Like: “given certain resources and conditions, viable adaptations might form in x [millon/billion] years.”[1]
Then it would simply be a question of “will these conditions last long enough for the adaptation to happen with a high probability?”
But then again, would that require it to brute-force simulate ~all possible mutations for a certain number of steps? And at what point is the simulated life behaviorally indistinguishable from the physical?

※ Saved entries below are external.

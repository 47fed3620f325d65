//! Record shapes flowing through a source: raw decoded lines and normalized output.

use indexmap::IndexMap;
use serde::Serialize;
use std::borrow::Cow;
use std::fmt;

/// A coerced, typed field value.
///
/// Serializes untagged, so a record renders as a flat JSON object
/// (`{"id": 42, "name": "Alice"}`).
#[derive(Debug, Clone, PartialEq, Serialize)]
#[serde(untagged)]
pub enum FieldValue {
    Integer(i64),
    Float(f64),
    String(String),
    /// Seconds since the Unix epoch, UTC.
    Timestamp(i64),
}

impl FieldValue {
    /// Text form used when writing the value back into a delimited line.
    pub fn render(&self) -> Cow<'_, str> {
        match self {
            FieldValue::Integer(v) | FieldValue::Timestamp(v) => Cow::Owned(v.to_string()),
            FieldValue::Float(v) => Cow::Owned(v.to_string()),
            FieldValue::String(s) => Cow::Borrowed(s),
        }
    }

    pub fn as_i64(&self) -> Option<i64> {
        match self {
            FieldValue::Integer(v) | FieldValue::Timestamp(v) => Some(*v),
            _ => None,
        }
    }
}

impl fmt::Display for FieldValue {
    fn fmt(&self, f: &mut fmt::Formatter<'_>) -> fmt::Result {
        f.write_str(&self.render())
    }
}

/// Gives the codec access to a record's fields as bytes, by column name.
pub trait FieldSource {
    /// Bytes for `name`, or `None` when the record lacks that field.
    fn field_bytes(&self, name: &str) -> Option<Cow<'_, [u8]>>;
}

/// One decoded line keyed by column name.
///
/// Values stay as raw bytes until the normalizer decodes them, so undecodable
/// input survives until the STRING coercion decides what to drop. Fields past
/// the end of the column list are kept in `overflow`; they count towards
/// [`RawRecord::len`] so over-long lines are still rejected.
#[derive(Debug, Clone, PartialEq, Eq, Default)]
pub struct RawRecord {
    fields: IndexMap<String, Vec<u8>>,
    overflow: Vec<Vec<u8>>,
}

impl RawRecord {
    pub fn new() -> Self {
        Self::default()
    }

    /// Build from `(name, value)` pairs; handy in tests.
    pub fn from_pairs<I, K, V>(pairs: I) -> Self
    where
        I: IntoIterator<Item = (K, V)>,
        K: Into<String>,
        V: AsRef<[u8]>,
    {
        let mut r = Self::new();
        for (k, v) in pairs {
            r.insert(k, v.as_ref().to_vec());
        }
        r
    }

    pub fn insert(&mut self, name: impl Into<String>, value: Vec<u8>) {
        self.fields.insert(name.into(), value);
    }

    pub fn push_overflow(&mut self, value: Vec<u8>) {
        self.overflow.push(value);
    }

    /// Number of parsed values, including overflow.
    pub fn len(&self) -> usize {
        self.fields.len() + self.overflow.len()
    }

    pub fn is_empty(&self) -> bool {
        self.len() == 0
    }

    pub fn get(&self, name: &str) -> Option<&[u8]> {
        self.fields.get(name).map(Vec::as_slice)
    }

    /// Keyed fields in column order (overflow excluded).
    pub fn iter(&self) -> impl Iterator<Item = (&str, &[u8])> {
        self.fields.iter().map(|(k, v)| (k.as_str(), v.as_slice()))
    }

    pub fn overflow(&self) -> &[Vec<u8>] {
        &self.overflow
    }
}

impl FieldSource for RawRecord {
    fn field_bytes(&self, name: &str) -> Option<Cow<'_, [u8]>> {
        self.get(name).map(Cow::Borrowed)
    }
}

/// A fully coerced record, ready for the sink.
#[derive(Debug, Clone, PartialEq, Default, Serialize)]
#[serde(transparent)]
pub struct NormalizedRecord {
    fields: IndexMap<String, FieldValue>,
}

impl NormalizedRecord {
    pub fn new() -> Self {
        Self::default()
    }

    pub fn with_capacity(n: usize) -> Self {
        Self {
            fields: IndexMap::with_capacity(n),
        }
    }

    pub fn insert(&mut self, name: impl Into<String>, value: FieldValue) {
        self.fields.insert(name.into(), value);
    }

    pub fn get(&self, name: &str) -> Option<&FieldValue> {
        self.fields.get(name)
    }

    pub fn contains(&self, name: &str) -> bool {
        self.fields.contains_key(name)
    }

    pub fn len(&self) -> usize {
        self.fields.len()
    }

    pub fn is_empty(&self) -> bool {
        self.fields.is_empty()
    }

    pub fn keys(&self) -> impl Iterator<Item = &str> {
        self.fields.keys().map(String::as_str)
    }

    pub fn iter(&self) -> impl Iterator<Item = (&str, &FieldValue)> {
        self.fields.iter().map(|(k, v)| (k.as_str(), v))
    }
}

impl FieldSource for NormalizedRecord {
    fn field_bytes(&self, name: &str) -> Option<Cow<'_, [u8]>> {
        self.get(name).map(|v| match v.render() {
            Cow::Borrowed(s) => Cow::Borrowed(s.as_bytes()),
            Cow::Owned(s) => Cow::Owned(s.into_bytes()),
        })
    }
}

Obviously I’m out of my depth and far from my expertise here but it sure is fun to speculate
One way to tell that you’re at the edge of viability for actual living at this point, as opposed to simply passing through or enduring it until better conditions arise, is that Antarctic mountain slopes appear to be completely sterile and free of microbes:
Presumably if you brought microbes there, they would be able to endure for a while (and given aerial dispersal, they must be arriving constantly). But apparently no meaningful form of sustainable life at the microbial scale or higher is possible. (Similar to bacteria, spores, or tardigrades being able to survive exposure to space, and thus hitchhike to other planets or cause panspermia—but can’t actually grow, reproduce, or even just sustain a constant population in space.) Air might be similar: not so much because of the horrible salts in air, as its general lack of moisture and, well, everything else too.
So air can be a great medium for dispersal (as it is for even larger organisms like spiders), and there’s evidence about bacteria manipulating weather for this purpose, but it’s no place to live for biological life as we know it.

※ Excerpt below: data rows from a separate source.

//! Delimited line codec.
//!
//! Converts between one raw delimited line and a field-keyed record for a fixed
//! [`ColumnList`]. Both directions are built on the `csv` crate with the quoting
//! rules of the source files: comma delimiter, double-quote quoting, quotes only
//! where a value needs them.
//!
//! # Design notes
//! - Lines are handled as bytes; decoding text is the normalizer's job.
//! - `decode` never checks the field count. Extra values land in the record's
//!   overflow and missing ones are simply absent, so the normalizer sees the
//!   real count and can reject the line.

use crate::record::{FieldSource, RawRecord};
use crate::schema::ColumnList;
use anyhow::{Context, Result, anyhow};
use csv::{ByteRecord, QuoteStyle, ReaderBuilder, WriterBuilder};

/// Encoder/decoder for one source's lines.
#[derive(Debug, Clone)]
pub struct RecordCodec {
    columns: ColumnList,
    delimiter: u8,
    quote: u8,
}

impl RecordCodec {
    /// Codec with the default comma delimiter and double-quote quoting.
    pub fn new(columns: ColumnList) -> Self {
        Self {
            columns,
            delimiter: b',',
            quote: b'"',
        }
    }

    #[must_use]
    pub fn with_delimiter(mut self, delimiter: u8) -> Self {
        self.delimiter = delimiter;
        self
    }

    pub fn columns(&self) -> &[String] {
        &self.columns
    }

    /// Serialize `record` as one line in column order.
    ///
    /// Values are quoted only where necessary and the line terminator is stripped.
    ///
    /// # Errors
    /// Fails if `record` lacks any column, or if the writer fails.
    pub fn encode<R: FieldSource + ?Sized>(&self, record: &R) -> Result<String> {
        let mut row = ByteRecord::with_capacity(64, self.columns.len());
        for col in &self.columns {
            let v = record
                .field_bytes(col)
                .ok_or_else(|| anyhow!("record has no value for column {col}"))?;
            row.push_field(&v);
        }

        self.write_line(&row)
    }

    /// The column names as one line, quoted like any other line.
    ///
    /// # Errors
    /// Fails if the writer fails.
    pub fn encode_header(&self) -> Result<String> {
        let row: ByteRecord = self.columns.iter().map(String::as_bytes).collect();
        self.write_line(&row)
    }

    fn write_line(&self, row: &ByteRecord) -> Result<String> {
        let mut wtr = WriterBuilder::new()
            .has_headers(false)
            .delimiter(self.delimiter)
            .quote(self.quote)
            .quote_style(QuoteStyle::Necessary)
            .from_writer(Vec::with_capacity(row.as_slice().len() + 8));
        wtr.write_byte_record(row).context("write delimited line")?;
        let buf = wtr
            .into_inner()
            .map_err(|e| anyhow!("flush delimited line: {}", e.error()))?;

        let mut line = String::from_utf8_lossy(&buf).into_owned();
        let trimmed = line.trim_end_matches(['\r', '\n']).len();
        line.truncate(trimmed);
        Ok(line)
    }

    /// Split `line` into fields and key them by column, in order.
    ///
    /// A blank line yields an empty record.
    ///
    /// # Errors
    /// Fails if the line cannot be parsed as delimited text.
    pub fn decode(&self, line: &[u8]) -> Result<RawRecord> {
        let mut rdr = ReaderBuilder::new()
            .has_headers(false)
            .flexible(true)
            .delimiter(self.delimiter)
            .quote(self.quote)
            .from_reader(line);

        let mut row = ByteRecord::new();
        let mut out = RawRecord::new();
        if !rdr.read_byte_record(&mut row).context("parse delimited line")? {
            return Ok(out);
        }
        for (i, value) in row.iter().enumerate() {
            match self.columns.get(i) {
                Some(col) => out.insert(col.clone(), value.to_vec()),
                None => out.push_overflow(value.to_vec()),
            }
        }
        Ok(out)
    }
}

(Which of course says little about mechanical life: they don’t necessarily need any water, they can engage in complex logistics to move around atoms that they need like piping feedstocks up into the sky, they can create structures which bacteria would be utterly unable to like kites supporting solar panels or mirrors, they can use it bacteria-style for covert dispersal and do heavy industry on the ground, etc. They aren’t selfish little replicators which must evolve tiny fitness-incrementing step by step from little blobs of self-bootstrapping organic goo solely to maximize reproductive fitness under constraints of heavy predation & defection, among other limitations.)
Sorry, what?
Ice-nucleating bacteria: https://www.nature.com/articles/ismej2017124 https://www.sciencefocus.com/planet-earth/bacteria-controls-the-weather
If you can secrete the right things, you can potentially cause rain/snow inside clouds. You can see why that might be useful to bacteria swept up into the air: the air may be a fine place to go temporarily, and to go somewhere, but like a balloon or airplane, you do want to come down safely at some point, usually somewhere else, and preferably before the passengers have begun to resort to cannibalism. So given that even bacteriophage viruses are capable of surprisingly sophisticated community-wide decisions about when to kill their bacteria hosts and find greener pastures, and that bacteria communities can do similar calculations about dispersal or biofilm formation, it would not be too surprising if bacteria in a cloud storm might be computing things like timers or counting the average rate of organic matter floating upwards, to decide when to ‘try to land’ by everyone secreting special ice-nucleating molecules in the hopes of triggering the storm that will deliver them safely to the foreign ground, rather than waiting passively for a random storm which might put them down too late or somewhere bad.
I started thinking about it because of thinking about Yudkowsky’s old idea of diamandoid nanobots replicating in the upper atmosphere.
My guess is that air is too violent and diverse compared to something like ocean. A neutral buoyancy organism wouldn’t calmly float, it would be buffeted around by wind and smashed against ground. And there’s no “surface of the air” to anchor itself.